Raw allocator ownership inside ArenaImpl

ArenaImpl stores and owns the raw allocator (e.g. CudaDeviceAllocator). It interacts with it exclusively through the C-level OrtAllocator function pointers (Alloc, Free, Info). Since CudaAllocatorBase has no virtual destructor, ArenaImpl uses a type-erasing deleter:

cpp
// In cuda_arena.h:
using AllocatorUniquePtr = std::unique_ptr<OrtAllocator, std::function<void(OrtAllocator*)>>;

The factory creates the raw allocator with a deleter that knows the concrete type:

cpp
AllocatorUniquePtr raw(
    new CudaDeviceAllocator(memory_info, device_id),
    [](OrtAllocator* p) { delete static_cast<CudaDeviceAllocator*>(p); });

This is safe because the arena code (ArenaImpl) only calls through the C function pointers and never casts the stored allocator to a C++ type.

Class hierarchy

All CUDA plugin allocators inherit from CudaAllocatorBase, keeping a uniform object layout and enabling ReleaseAllocatorImpl to use GetKind() on any plugin-created allocator:

OrtAllocator (C struct)
  └─ CudaAllocatorBase (adds kind_, memory_info_ — no virtual functions)
       ├─ CudaDeviceAllocator     (raw cudaMalloc/cudaFree)
       ├─ CudaPinnedAllocator     (raw cudaHostAlloc/cudaFreeHost)
       ├─ CudaArenaAllocator      (BFC arena wrapping a raw allocator via ArenaImpl)
       └─ CudaMempoolOrtAllocator (CUDA native mempool — see Section 4.4)

3.3 Shared Arena Lifecycle and Reference Counting

Multi-GPU consideration. A system may have multiple CUDA devices. Each GPU has its own device memory, so each needs its own arena.
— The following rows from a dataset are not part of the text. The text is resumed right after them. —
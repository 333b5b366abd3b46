use crate::domain::model::{BatchSummary, QuarantinedRow};
use crate::utils::error::{EtlError, ErrorKind};
use crate::utils::monitor::StageTiming;
use chrono::{DateTime, Utc};
use serde::Serialize;
use std::fmt;
use uuid::Uuid;

#[derive(Debug, Clone, Copy, PartialEq, Eq, Serialize)]
#[serde(rename_all = "lowercase")]
pub enum Stage {
    Extract,
    Transform,
    Load,
}

impl fmt::Display for Stage {
    fn fmt(&self, f: &mut fmt::Formatter<'_>) -> fmt::Result {
        match self {
            Stage::Extract => write!(f, "extract"),
            Stage::Transform => write!(f, "transform"),
            Stage::Load => write!(f, "load"),
        }
    }
}

/// `PENDING → EXTRACTING → TRANSFORMING → LOADING → SUCCEEDED`; every
/// non-terminal state may also move to `FAILED`.
#[derive(Debug, Clone, Copy, PartialEq, Eq, Serialize)]
#[serde(rename_all = "SCREAMING_SNAKE_CASE")]
pub enum RunStatus {
    Pending,
    Extracting,
    Transforming,
    Loading,
    Succeeded,
    Failed,
}

impl RunStatus {
    pub fn is_terminal(self) -> bool {
        matches!(self, RunStatus::Succeeded | RunStatus::Failed)
    }

    pub fn can_transition_to(self, next: RunStatus) -> bool {
        use RunStatus::*;
        match (self, next) {
            (Pending, Extracting)
            | (Extracting, Transforming)
            | (Transforming, Loading)
            | (Loading, Succeeded) => true,
            (from, Failed) => !from.is_terminal(),
            _ => false,
        }
    }

    pub fn stage(self) -> Option<Stage> {
        match self {
            RunStatus::Extracting => Some(Stage::Extract),
            RunStatus::Transforming => Some(Stage::Transform),
            RunStatus::Loading => Some(Stage::Load),
            _ => None,
        }
    }
}

impl fmt::Display for RunStatus {
    fn fmt(&self, f: &mut fmt::Formatter<'_>) -> fmt::Result {
        let s = match self {
            RunStatus::Pending => "PENDING",
            RunStatus::Extracting => "EXTRACTING",
            RunStatus::Transforming => "TRANSFORMING",
            RunStatus::Loading => "LOADING",
            RunStatus::Succeeded => "SUCCEEDED",
            RunStatus::Failed => "FAILED",
        };
        f.write_str(s)
    }
}

/// Outcome of one run, handed back to the scheduler.
#[derive(Debug, Clone, Serialize)]
pub struct RunResult {
    pub run_id: Uuid,
    pub status: RunStatus,
    pub rows_extracted: u64,
    pub rows_quarantined: u64,
    pub rows_loaded: u64,
    pub failed_stage: Option<Stage>,
    pub error_kind: Option<ErrorKind>,
    pub error_message: Option<String>,
    /// Safe to trigger again; loads are idempotent upserts.
    pub retryable: bool,
    pub summary: BatchSummary,
    pub quarantined: Vec<QuarantinedRow>,
    pub stage_timings: Vec<StageTiming>,
    pub started_at: DateTime<Utc>,
    pub finished_at: DateTime<Utc>,
}

impl RunResult {
    pub fn succeeded(&self) -> bool {
        self.status == RunStatus::Succeeded
    }
}

/// Mutable bookkeeping while a run is in flight.
#[derive(Debug)]
pub(crate) struct RunState {
    pub run_id: Uuid,
    pub status: RunStatus,
    pub rows_extracted: u64,
    pub rows_quarantined: u64,
    pub rows_loaded: u64,
    pub summary: BatchSummary,
    pub quarantined: Vec<QuarantinedRow>,
    started_at: DateTime<Utc>,
}

impl RunState {
    pub fn new(run_id: Uuid) -> Self {
        Self {
            run_id,
            status: RunStatus::Pending,
            rows_extracted: 0,
            rows_quarantined: 0,
            rows_loaded: 0,
            summary: BatchSummary::default(),
            quarantined: Vec::new(),
            started_at: Utc::now(),
        }
    }

    pub fn advance(&mut self, next: RunStatus) {
        debug_assert!(
            self.status.can_transition_to(next),
            "illegal run transition {} -> {}",
            self.status,
            next
        );
        tracing::debug!(run_id = %self.run_id, "{} -> {}", self.status, next);
        self.status = next;
    }

    pub fn finish(mut self, outcome: Result<(), EtlError>, stage_timings: Vec<StageTiming>) -> RunResult {
        let (failed_stage, error) = match outcome {
            Ok(()) => {
                self.advance(RunStatus::Succeeded);
                (None, None)
            }
            Err(e) => {
                let stage = self.status.stage();
                self.advance(RunStatus::Failed);
                (stage, Some(e))
            }
        };

        RunResult {
            run_id: self.run_id,
            status: self.status,
            rows_extracted: self.rows_extracted,
            rows_quarantined: self.rows_quarantined,
            rows_loaded: self.rows_loaded,
            failed_stage,
            error_kind: error.as_ref().map(EtlError::kind),
            error_message: error.as_ref().map(ToString::to_string),
            retryable: error.as_ref().map(EtlError::is_retryable).unwrap_or(false),
            summary: self.summary,
            quarantined: self.quarantined,
            stage_timings,
            started_at: self.started_at,
            finished_at: Utc::now(),
        }
    }
}
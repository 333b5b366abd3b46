use chrono::{DateTime, NaiveDate, Utc};
use rust_decimal::Decimal;
use serde::{Deserialize, Serialize};
use std::fmt;
use uuid::Uuid;

/// One data row of the source file, still as text, aligned with
/// [`RawBatch::columns`].
#[derive(Debug, Clone, PartialEq, Eq)]
pub struct RawRecord {
    /// 1-based line number in the source file (the header is line 1).
    pub line: u64,
    pub fields: Vec<String>,
}

/// Rows in file order, plus the normalized header they are aligned with.
#[derive(Debug, Clone, Default, PartialEq, Eq)]
pub struct RawBatch {
    pub columns: Vec<String>,
    pub records: Vec<RawRecord>,
}

impl RawBatch {
    pub fn len(&self) -> usize {
        self.records.len()
    }

    pub fn is_empty(&self) -> bool {
        self.records.is_empty()
    }

    pub fn column_index(&self, name: &str) -> Option<usize> {
        self.columns.iter().position(|c| c == name)
    }
}

#[derive(Debug, Clone, PartialEq, Eq, Serialize, Deserialize)]
pub struct CleanRecord {
    pub sale_id: i64,
    pub product: String,
    pub category: Option<String>,
    pub region: Option<String>,
    pub quantity: i64,
    pub unit_price: Decimal,
    pub sale_date: NaiveDate,
    pub line_total: Decimal,
}

#[derive(Debug, Clone, Default, PartialEq, Eq)]
pub struct CleanBatch {
    pub records: Vec<CleanRecord>,
    /// Decimal places `line_total` was rounded to.
    pub precision: u32,
}

impl CleanBatch {
    pub fn len(&self) -> usize {
        self.records.len()
    }

    pub fn is_empty(&self) -> bool {
        self.records.is_empty()
    }
}

#[derive(Debug, Clone, PartialEq, Eq, Serialize)]
#[serde(tag = "reason", rename_all = "snake_case")]
pub enum QuarantineReason {
    MissingField { column: String },
    InvalidId { value: String },
    InvalidQuantity { value: String },
    InvalidPrice { value: String },
    InvalidDate { value: String },
    NegativeQuantity { value: i64 },
    NegativePrice { value: Decimal },
    TotalOverflow,
    DuplicateId { first_line: u64 },
}

impl fmt::Display for QuarantineReason {
    fn fmt(&self, f: &mut fmt::Formatter<'_>) -> fmt::Result {
        match self {
            QuarantineReason::MissingField { column } => write!(f, "missing value for '{}'", column),
            QuarantineReason::InvalidId { value } => write!(f, "invalid sale_id '{}'", value),
            QuarantineReason::InvalidQuantity { value } => write!(f, "invalid quantity '{}'", value),
            QuarantineReason::InvalidPrice { value } => write!(f, "invalid price '{}'", value),
            QuarantineReason::InvalidDate { value } => write!(f, "invalid sale_date '{}'", value),
            QuarantineReason::NegativeQuantity { value } => write!(f, "negative quantity {}", value),
            QuarantineReason::NegativePrice { value } => write!(f, "negative price {}", value),
            QuarantineReason::TotalOverflow => write!(f, "line total overflows"),
            QuarantineReason::DuplicateId { first_line } => {
                write!(f, "duplicate sale_id, first seen on line {}", first_line)
            }
        }
    }
}

#[derive(Debug, Clone, PartialEq, Eq, Serialize)]
pub struct QuarantinedRow {
    pub line: u64,
    pub sale_id: Option<String>,
    #[serde(flatten)]
    pub reason: QuarantineReason,
}

/// Aggregates over the accepted rows.
#[derive(Debug, Clone, Default, PartialEq, Eq, Serialize)]
pub struct BatchSummary {
    pub total_quantity: i64,
    pub total_revenue: Decimal,
}

#[derive(Debug, Clone, Default)]
pub struct TransformResult {
    pub batch: CleanBatch,
    pub quarantined: Vec<QuarantinedRow>,
    pub summary: BatchSummary,
}

/// 每次執行寫入目的表的附加欄位
#[derive(Debug, Clone, PartialEq, Eq)]
pub struct RunMetadata {
    pub run_id: Uuid,
    pub loaded_at: DateTime<Utc>,
}

impl RunMetadata {
    pub fn new() -> Self {
        Self {
            run_id: Uuid::new_v4(),
            loaded_at: Utc::now(),
        }
    }
}

impl Default for RunMetadata {
    fn default() -> Self {
        Self::new()
    }
}
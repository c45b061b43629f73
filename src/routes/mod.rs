// SPDX-License-Identifier: MIT

//! HTTP route handlers.

pub mod auth;
pub mod contact;
pub mod memberships;
pub mod programs;
pub mod user;

use crate::middleware::auth::require_auth;
use crate::time_utils::format_utc_rfc3339;
use crate::AppState;
use axum::http::{header, Method};
use axum::{middleware, routing::get, Json, Router};
use serde::Serialize;
use std::sync::Arc;
use tower_http::cors::CorsLayer;
use tower_http::trace::{DefaultMakeSpan, DefaultOnResponse, TraceLayer};
use tracing::Level;

#[derive(Serialize)]
pub struct HealthResponse {
    pub status: String,
    pub message: String,
    pub timestamp: String,
}

/// Health check response
async fn health_check() -> Json<HealthResponse> {
    Json(HealthResponse {
        status: "OK".to_string(),
        message: "FitZone API is running".to_string(),
        timestamp: format_utc_rfc3339(chrono::Utc::now()),
    })
}

/// Build the complete router with all routes.
pub fn create_router(state: Arc<AppState>) -> Router {
    // CORS layer - allow requests from frontend URL and localhost (for dev)
    let frontend_url = state.config.frontend_url.clone();
    let cors = CorsLayer::new()
        .allow_origin(tower_http::cors::AllowOrigin::predicate(
            move |origin: &axum::http::HeaderValue, _request_parts: &axum::http::request::Parts| {
                let origin_str = origin.to_str().unwrap_or("");
                origin_str == frontend_url
                    || origin_str.starts_with("http://localhost")
                    || origin_str.starts_with("http://127.0.0.1")
            },
        ))
        .allow_methods([Method::GET, Method::POST, Method::PUT, Method::OPTIONS])
        .allow_headers([header::CONTENT_TYPE, header::AUTHORIZATION, header::ACCEPT]);

    // Public routes (no auth required)
    let public_routes = Router::new()
        .route("/api/health", get(health_check))
        .merge(auth::routes())
        .merge(contact::routes())
        .merge(programs::routes());

    // Protected routes (bearer token required)
    let protected_routes = Router::new()
        .merge(user::routes())
        .merge(programs::protected_routes())
        .merge(memberships::routes())
        .route_layer(middleware::from_fn_with_state(state.clone(), require_auth));

    Router::new()
        .merge(public_routes)
        .merge(protected_routes)
        .layer(cors)
        .layer(
            TraceLayer::new_for_http()
                .make_span_with(DefaultMakeSpan::new().level(Level::INFO))
                .on_response(DefaultOnResponse::new().level(Level::INFO)),
        )
        .with_state(state)
}
// SPDX-License-Identifier: MIT

//! Persisted client session state.
//!
//! The session mirrors `{user, isAuthenticated}` and persists exactly two
//! values under fixed keys: the bearer token and the cached user summary.
//! It is loaded once at startup from whatever the storage holds — with no
//! server round-trip to confirm the token is still valid — persisted on
//! every mutation, and cleared on logout.

use crate::models::UserSummary;
use std::collections::HashMap;
use std::path::PathBuf;

/// Storage key for the bearer token.
pub const AUTH_TOKEN_KEY: &str = "authToken";
/// Storage key for the cached user summary (JSON).
pub const USER_KEY: &str = "user";

/// Minimal key-value persistence the session store writes through.
pub trait KeyValueStorage {
    fn get(&self, key: &str) -> Option<String>;
    fn set(&mut self, key: &str, value: &str);
    fn remove(&mut self, key: &str);
}

/// In-memory storage for tests.
#[derive(Debug, Default)]
pub struct MemoryStorage {
    values: HashMap<String, String>,
}

impl KeyValueStorage for MemoryStorage {
    fn get(&self, key: &str) -> Option<String> {
        self.values.get(key).cloned()
    }

    fn set(&mut self, key: &str, value: &str) {
        self.values.insert(key.to_string(), value.to_string());
    }

    fn remove(&mut self, key: &str) {
        self.values.remove(key);
    }
}

/// File-backed storage: a single JSON object rewritten on every mutation.
#[derive(Debug)]
pub struct FileStorage {
    path: PathBuf,
    values: HashMap<String, String>,
}

impl FileStorage {
    /// Open the storage file, starting empty if it is missing or unreadable.
    pub fn open(path: impl Into<PathBuf>) -> Self {
        let path = path.into();
        let values = std::fs::read_to_string(&path)
            .ok()
            .and_then(|contents| serde_json::from_str(&contents).ok())
            .unwrap_or_default();
        Self { path, values }
    }

    fn flush(&self) {
        if let Ok(contents) = serde_json::to_string_pretty(&self.values) {
            if let Err(e) = std::fs::write(&self.path, contents) {
                tracing::warn!(path = %self.path.display(), error = %e, "Failed to persist session storage");
            }
        }
    }
}

impl KeyValueStorage for FileStorage {
    fn get(&self, key: &str) -> Option<String> {
        self.values.get(key).cloned()
    }

    fn set(&mut self, key: &str, value: &str) {
        self.values.insert(key.to_string(), value.to_string());
        self.flush();
    }

    fn remove(&mut self, key: &str) {
        self.values.remove(key);
        self.flush();
    }
}

/// Client session state backed by a [`KeyValueStorage`].
pub struct SessionStore<S: KeyValueStorage> {
    storage: S,
    token: Option<String>,
    user: Option<UserSummary>,
}

impl<S: KeyValueStorage> SessionStore<S> {
    /// Reconstruct the session from storage. Authenticated only when both
    /// the token and a parseable cached user are present.
    pub fn load(storage: S) -> Self {
        let token = storage.get(AUTH_TOKEN_KEY);
        let user = storage
            .get(USER_KEY)
            .and_then(|raw| serde_json::from_str(&raw).ok());

        Self { storage, token, user }
    }

    pub fn is_authenticated(&self) -> bool {
        self.token.is_some() && self.user.is_some()
    }

    pub fn token(&self) -> Option<&str> {
        self.token.as_deref()
    }

    pub fn user(&self) -> Option<&UserSummary> {
        self.user.as_ref()
    }

    /// Store a successful authentication: both values are persisted before
    /// the in-memory state flips to authenticated.
    pub fn store_auth(&mut self, token: &str, user: &UserSummary) {
        self.storage.set(AUTH_TOKEN_KEY, token);
        if let Ok(raw) = serde_json::to_string(user) {
            self.storage.set(USER_KEY, &raw);
        }
        self.token = Some(token.to_string());
        self.user = Some(user.clone());
    }

    /// Replace the cached user summary (e.g. after a profile update) and
    /// persist it.
    pub fn update_user(&mut self, user: &UserSummary) {
        if self.user.is_none() {
            return;
        }
        if let Ok(raw) = serde_json::to_string(user) {
            self.storage.set(USER_KEY, &raw);
        }
        self.user = Some(user.clone());
    }

    /// Clear the session and remove both persisted values.
    pub fn logout(&mut self) {
        self.storage.remove(AUTH_TOKEN_KEY);
        self.storage.remove(USER_KEY);
        self.token = None;
        self.user = None;
    }

    /// Consume the store, returning the underlying storage.
    pub fn into_storage(self) -> S {
        self.storage
    }
}
// SPDX-License-Identifier: MIT

//! Bearer-token enforcement tests.
//!
//! Every protected endpoint must reject a missing token with 401 and a bad
//! or expired token with 403 — identically, never with partial success.

use axum::http::StatusCode;
use jsonwebtoken::{encode, Algorithm, EncodingKey, Header};
use serde::Serialize;
use std::time::{SystemTime, UNIX_EPOCH};

mod common;

/// Protected endpoints as (method, uri) pairs.
const PROTECTED: &[(&str, &str)] = &[
    ("GET", "/api/user/profile"),
    ("PUT", "/api/user/profile"),
    ("GET", "/api/user/programs"),
    ("POST", "/api/programs/yoga-101/purchase"),
    ("POST", "/api/memberships"),
];

#[derive(Serialize)]
struct Claims {
    sub: String,
    email: String,
    exp: usize,
    iat: usize,
}

/// Create a token with an arbitrary expiry offset (negative = expired).
fn make_jwt(signing_key: &[u8], exp_offset_secs: i64) -> String {
    let now = SystemTime::now()
        .duration_since(UNIX_EPOCH)
        .unwrap()
        .as_secs() as i64;

    let claims = Claims {
        sub: "user-123".to_string(),
        email: "ghost@x.com".to_string(),
        iat: now as usize,
        exp: (now + exp_offset_secs) as usize,
    };

    encode(
        &Header::new(Algorithm::HS256),
        &claims,
        &EncodingKey::from_secret(signing_key),
    )
    .unwrap()
}

async fn request(
    app: &axum::Router,
    method: &str,
    uri: &str,
    token: Option<&str>,
) -> axum::response::Response {
    match (method, token) {
        ("GET", token) => common::get(app, uri, token).await,
        ("POST", Some(t)) => common::post_json_auth(app, uri, t, serde_json::json!({})).await,
        ("PUT", Some(t)) => common::put_json_auth(app, uri, t, serde_json::json!({})).await,
        ("POST", None) => common::post_json(app, uri, serde_json::json!({})).await,
        ("PUT", None) => {
            use axum::body::Body;
            use axum::http::{header, Request};
            use tower::ServiceExt;
            app.clone()
                .oneshot(
                    Request::builder()
                        .method("PUT")
                        .uri(uri)
                        .header(header::CONTENT_TYPE, "application/json")
                        .body(Body::from("{}"))
                        .unwrap(),
                )
                .await
                .unwrap()
        }
        _ => unreachable!(),
    }
}

#[tokio::test]
async fn test_protected_routes_without_token() {
    let (app, _state) = common::create_test_app();

    for (method, uri) in PROTECTED {
        let response = request(&app, method, uri, None).await;
        assert_eq!(
            response.status(),
            StatusCode::UNAUTHORIZED,
            "{} {} should 401 without a token",
            method,
            uri
        );
        let body = common::body_json(response).await;
        assert_eq!(body["error"], "unauthorized");
    }
}

#[tokio::test]
async fn test_protected_routes_with_garbage_token() {
    let (app, _state) = common::create_test_app();

    for (method, uri) in PROTECTED {
        let response = request(&app, method, uri, Some("not-a-jwt")).await;
        assert_eq!(
            response.status(),
            StatusCode::FORBIDDEN,
            "{} {} should 403 with a garbage token",
            method,
            uri
        );
        let body = common::body_json(response).await;
        assert_eq!(body["error"], "invalid_token");
    }
}

#[tokio::test]
async fn test_protected_routes_with_expired_token() {
    let (app, state) = common::create_test_app();
    let expired = make_jwt(&state.config.jwt_secret, -3600);

    for (method, uri) in PROTECTED {
        let response = request(&app, method, uri, Some(&expired)).await;
        assert_eq!(
            response.status(),
            StatusCode::FORBIDDEN,
            "{} {} should 403 with an expired token",
            method,
            uri
        );
    }
}

#[tokio::test]
async fn test_protected_routes_with_wrong_key() {
    let (app, _state) = common::create_test_app();
    let forged = make_jwt(b"the_wrong_signing_key_material!!", 3600);

    for (method, uri) in PROTECTED {
        let response = request(&app, method, uri, Some(&forged)).await;
        assert_eq!(response.status(), StatusCode::FORBIDDEN);
    }
}

#[tokio::test]
async fn test_valid_token_for_missing_user_is_not_found() {
    let (app, state) = common::create_test_app();
    // Valid signature, but no record behind the identity.
    let token = make_jwt(&state.config.jwt_secret, 3600);

    let response = common::get(&app, "/api/user/profile", Some(&token)).await;
    assert_eq!(response.status(), StatusCode::NOT_FOUND);
    let body = common::body_json(response).await;
    assert_eq!(body["error"], "not_found");
    assert_eq!(body["message"], "User not found");
}

#[tokio::test]
async fn test_public_routes_need_no_token() {
    let (app, _state) = common::create_test_app();

    let response = common::get(&app, "/api/health", None).await;
    assert_eq!(response.status(), StatusCode::OK);

    let response = common::get(&app, "/api/programs", None).await;
    assert_eq!(response.status(), StatusCode::OK);
}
The CUDA plugin factory already maintains a per-device cache (device_cache_) mapping HardwareDeviceKey → DeviceCacheEntry that stores OrtMemoryInfo instances per GPU. The arena pointers and ref counts are added to this existing cache structure.

Per-device key correctness. HardwareDeviceKey is {type, vendor_id, device_id, cuda_ordinal}. The device_id field is the PCI Device ID — it identifies the hardware model (e.g. 0x2684 for all RTX 4090s), not an individual physical device. On a host with two identical GPUs, {type, vendor_id, device_id} alone would produce the same key for both, causing them to share a single DeviceCacheEntry and a single arena — allocating memory on only one GPU. Including cuda_ordinal (assigned sequentially by the factory during GetSupportedDevicesImpl) ensures each physical GPU gets its own cache entry, arena, and OrtMemoryInfo.

cpp
// Existing structure in cuda_ep_factory.h — extended with arena members:
struct DeviceCacheEntry {
  int cuda_device_id{-1};
  Ort::MemoryInfo device_memory_info{nullptr};      // GPU device memory
  Ort::MemoryInfo pinned_memory_info{nullptr};      // CPU pinned memory for this GPU

  // Arena members (new):
  std::mutex arena_mutex;
  std::unique_ptr<CudaArenaAllocator> device_arena;
  std::unique_ptr<CudaArenaAllocator> pinned_arena;
  std::unique_ptr<CudaMempoolOrtAllocator> mempool_allocator;  // alternative to device_arena (Section 4)
  int num_device_arena_users = 0;
  int num_pinned_arena_users = 0;
  int num_mempool_users = 0;
  bool device_arena_using_defaults = true;
};

The factory's device_cache_ is populated during GetSupportedDevicesImpl (one entry per GPU discovered). CreateAllocatorImpl extracts the device_id from the incoming OrtMemoryInfo, locates the corresponding DeviceCacheEntry, and creates/returns the arena for that device. Each GPU gets independent arena instances with independent lifecycle.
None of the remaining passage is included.